On June 15th, President Biden will meet with European Commission President Von der Leyen and European Council President Michel for the first EU-US summit since the US returned to the climate-progressives team. Coming right after the G7 leaders meeting, the EU-US summit is a critical opportunity to agree concrete cooperation to meet the demands of an accelerating climate crisis by:
- Stepping up as champions of multilateralism and delivering on any of the three tests to smooth the road to COP26. These are – equitable vaccine access, global green recovery and finance for climate action – which the G7 may fail to deliver.
- Clearly signalling to domestic industries and international partners (including China and Russia) that the transatlantic allies are putting full geopolitical and economic influence behind accelerating the transition to net-zero.
EU-US summit: making multilateralism work in a climate-changed world?
The EU-US summit is part of a rapid succession of leaders’ level events before the summer break. The G7 in Cornwall (11-13 June) to the NATO summit in Brussels (14 June), and the US-Russia summit in Geneva (16 June) all occur in a matter of days. While this brings short attention spans and preparation time, it also makes the EU-US summit the perfect place for a second attempt at anything the G7 should have but failed to deliver.
Both the EU and the US are acutely aware of the closing window for effectively keeping global temperature increase below 1.5 degrees Celsius. The UN climate conference (COP26) in Glasgow in November presents a key fork in the road. One path shores up confidence that the EU and US will build coalitions to bridge the immense solidarity gaps – on vaccines, green recovery, climate adaptation and loss and damage. The second leads to a decade dealing with the consequences of lost development, catastrophic climate impacts and skyrocketing costs of climate change.
EU-US summit as an opportunity to launch a transatlantic motor for keeping 1.5 in reach.
Both the EU and the US see the future of jobs, growth and prosperity in their transition to a climate-neutral economy. Over the next decade, this means that both will move from setting climate targets to investing in a whole-of-economy transition – with all the social equity and regulatory challenges this entails.
However, this is not yet reflected in the architecture of the transatlantic dialogue. Creating a space to align their whole-of-economy transitions will make domestic and international stakeholders take notice. A high-level dialogue on climate alone can’t cut it, a multi-thematic whole-of-economy dialogue can. This space would align international approaches, while sharing best practices and managing divergences in approaches (i.e. around gas or carbon pricing) early on.
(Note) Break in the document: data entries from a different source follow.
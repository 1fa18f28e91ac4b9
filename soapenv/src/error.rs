use thiserror::Error;

/// Errors raised while encoding or decoding an envelope.
///
/// None of them is retryable: they describe a non-compliant sender, a
/// payload that does not fit its destination, or a value the encoder
/// cannot write. A received SOAP Fault is *not* an error, it is returned
/// as data in [`Body::fault`](crate::Body::fault).
#[derive(Debug, Error)]
pub enum SoapError {
    /// The body breaks the single-child rule, or the input ends early.
    #[error("SOAP protocol error: {0}")]
    Protocol(String),

    /// An element does not match the shape of its destination.
    #[error("SOAP decode error: {0}")]
    Decode(String),

    /// A value cannot be written as an element.
    #[error("SOAP serialization error: {0}")]
    Serialization(String),

    /// `Body::content` was left empty before decoding.
    #[error("body content must hold a placeholder of the expected payload type")]
    UnsetDestination,

    #[error("XML error: {0}")]
    Xml(#[from] quick_xml::Error),
}

impl SoapError {
    pub fn protocol(message: impl Into<String>) -> Self {
        SoapError::Protocol(message.into())
    }

    pub fn decode(message: impl Into<String>) -> Self {
        SoapError::Decode(message.into())
    }

    pub fn serialization(message: impl Into<String>) -> Self {
        SoapError::Serialization(message.into())
    }

    pub fn unexpected_eof() -> Self {
        SoapError::protocol("unexpected end of input")
    }
}

impl From<std::str::Utf8Error> for SoapError {
    fn from(err: std::str::Utf8Error) -> Self {
        SoapError::Decode(format!("invalid UTF-8: {}", err))
    }
}

impl From<std::io::Error> for SoapError {
    fn from(err: std::io::Error) -> Self {
        SoapError::Serialization(format!("IO error: {}", err))
    }
}
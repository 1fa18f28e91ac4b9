//! The closed set of types that may occupy a header or body slot.
//!
//! Every variant is a [`Payload`] with a fixed qualified name, which is what
//! the decoder checks an incoming element against. Register a new payload
//! type by adding it to the `content_registry!` invocation below.

use crate::fields::{ElementWriter, FieldReader, Payload, XmlFields, decode_fields};
use crate::token::TokenSource;
use crate::{
    Auth, ConcreteResponse, Fault, Name, Person, ProcessARequest, ProcessAResponse,
    ProcessBRequest, ProcessBResponse, QualifiedName, SoapError,
};

macro_rules! content_registry {
    ($($variant:ident),+ $(,)?) => {
        /// A registered payload value.
        ///
        /// Before decoding, a zero-valued variant acts as a placeholder telling
        /// the decoder which shape to expect.
        #[derive(Debug, Clone, PartialEq, Eq)]
        pub enum Content {
            $($variant($variant),)+
        }

        impl Content {
            /// The fixed element name of the held variant.
            pub fn name(&self) -> QualifiedName {
                match self {
                    $(Content::$variant(_) => $variant::NAME,)+
                }
            }

            /// The zero-valued placeholder registered under `name`, if any.
            pub fn placeholder_for(name: &QualifiedName) -> Option<Content> {
                $(
                    if *name == $variant::NAME {
                        return Some(Content::$variant($variant::default()));
                    }
                )+
                None
            }

            pub fn registered_names() -> Vec<QualifiedName> {
                vec![$($variant::NAME),+]
            }

            fn fields(&self) -> &dyn XmlFields {
                match self {
                    $(Content::$variant(value) => value,)+
                }
            }

            fn fields_mut(&mut self) -> &mut dyn XmlFields {
                match self {
                    $(Content::$variant(value) => value,)+
                }
            }
        }

        $(
            impl From<$variant> for Content {
                fn from(value: $variant) -> Self {
                    Content::$variant(value)
                }
            }

            impl TryFrom<Content> for $variant {
                type Error = Content;

                fn try_from(content: Content) -> Result<Self, Content> {
                    match content {
                        Content::$variant(value) => Ok(value),
                        other => Err(other),
                    }
                }
            }
        )+
    };
}

content_registry!(
    Fault,
    Name,
    Auth,
    Person,
    ProcessARequest,
    ProcessBRequest,
    ConcreteResponse,
    ProcessAResponse,
    ProcessBResponse,
);

impl Content {
    /// Decodes the element that just started into this placeholder.
    ///
    /// `name` must equal the placeholder's own name, namespace included.
    pub(crate) fn decode_element(
        &mut self,
        name: &QualifiedName,
        source: &mut dyn TokenSource,
    ) -> Result<(), SoapError> {
        let expected = self.name();
        if *name != expected {
            return Err(SoapError::decode(format!(
                "expected element {} but found {}",
                expected, name
            )));
        }
        decode_fields(source, self.fields_mut())
    }
}

impl XmlFields for Content {
    fn write_fields(&self, writer: &mut ElementWriter) -> Result<(), SoapError> {
        self.fields().write_fields(writer)
    }

    fn read_field(&mut self, field: &mut FieldReader<'_>) -> Result<bool, SoapError> {
        self.fields_mut().read_field(field)
    }
}

#[cfg(test)]
mod tests {
    use super::*;
    use crate::{EXAMPLE_NS, SOAP_ENV_NS, SOAP_FAULT_NS};

    #[test]
    fn test_placeholder_lookup() {
        let name = QualifiedName::new(EXAMPLE_NS, "ProcessBResponse");
        assert_eq!(
            Content::placeholder_for(&name),
            Some(Content::ProcessBResponse(ProcessBResponse::default()))
        );

        let fault = QualifiedName::new(SOAP_FAULT_NS, "Fault");
        assert_eq!(
            Content::placeholder_for(&fault),
            Some(Content::Fault(Fault::default()))
        );
    }

    #[test]
    fn test_lookup_is_namespace_exact() {
        assert_eq!(
            Content::placeholder_for(&QualifiedName::new(SOAP_ENV_NS, "Fault")),
            None
        );
        assert_eq!(
            Content::placeholder_for(&QualifiedName::unqualified("Person")),
            None
        );
    }

    #[test]
    fn test_every_registered_name_has_a_placeholder() {
        let names = Content::registered_names();
        assert_eq!(names.len(), 9);
        for name in names {
            let placeholder = Content::placeholder_for(&name).unwrap();
            assert_eq!(placeholder.name(), name);
        }
    }

    #[test]
    fn test_try_from_returns_other_variants() {
        let content = Content::from(Person::default());
        let back: Result<Auth, Content> = content.try_into();
        assert_eq!(back.unwrap_err(), Content::Person(Person::default()));
    }
}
Revamping the current Transatlantic Economic Council into a Transatlantic Green Economy Council answers this need, providing a cross-cutting platform bringing together high-level EU and US decision-makers. This Council can be a basis for frequent coordination across the Atlantic – on domestic and multilateral issues.
When aligned, the EU and US are the biggest economic engine on the planet, with significant weight to shape international norms, standards, and supply chains. In an increasingly multipolar world, transatlantic agreement remains a credible basis for building trust and “coalitions of the willing” that bring the world to the table around robust rules.
“Fast start” executive dialogues for deep decarbonization include:
- Leveraging finance for a global green recovery. The EU and US can rally support among leading economies and international development finance institutions to pool and increase financial resources for the global green recovery.
- Accelerating green tech deployment. Removing barriers for the roll-out of new and existing clean technologies and providing incentives and frameworks to steer investments into clean and green assets.
- Decarbonizing transport and mobility on all levels and supporting the decarbonization of hard-to-get industries, such as steel and chemicals.
- Greening the rules of the financial system. Heading off fragmentation of financial markets by working towards harmonized approaches to defining “green” investment. Carrying this forward into the G20 working group on sustainable finance and the International Platform on Sustainable Finance.
- Decarbonizing energy systems. Staying in dialogue on phase-down trajectories for gas and coal and concretizing G7 commitments by putting an end date on international fossil investment and promotion.
- Greening trade. Public procurement standards, green recovery focused-state aid and carbon leakage (i.e. the EU proposal for a Carbon Border Adjustment Mechanism).
- Centring social equity. Sharing best practices for a fair and just transition.
The EU-US summit has the potential to make a real difference, but this will require moving past platitudes. Joint work will not only benefit the transatlantic economic area – creating good quality, union jobs at home – but also provide the blueprint and, ideally, means, for others to develop pathways towards net zero.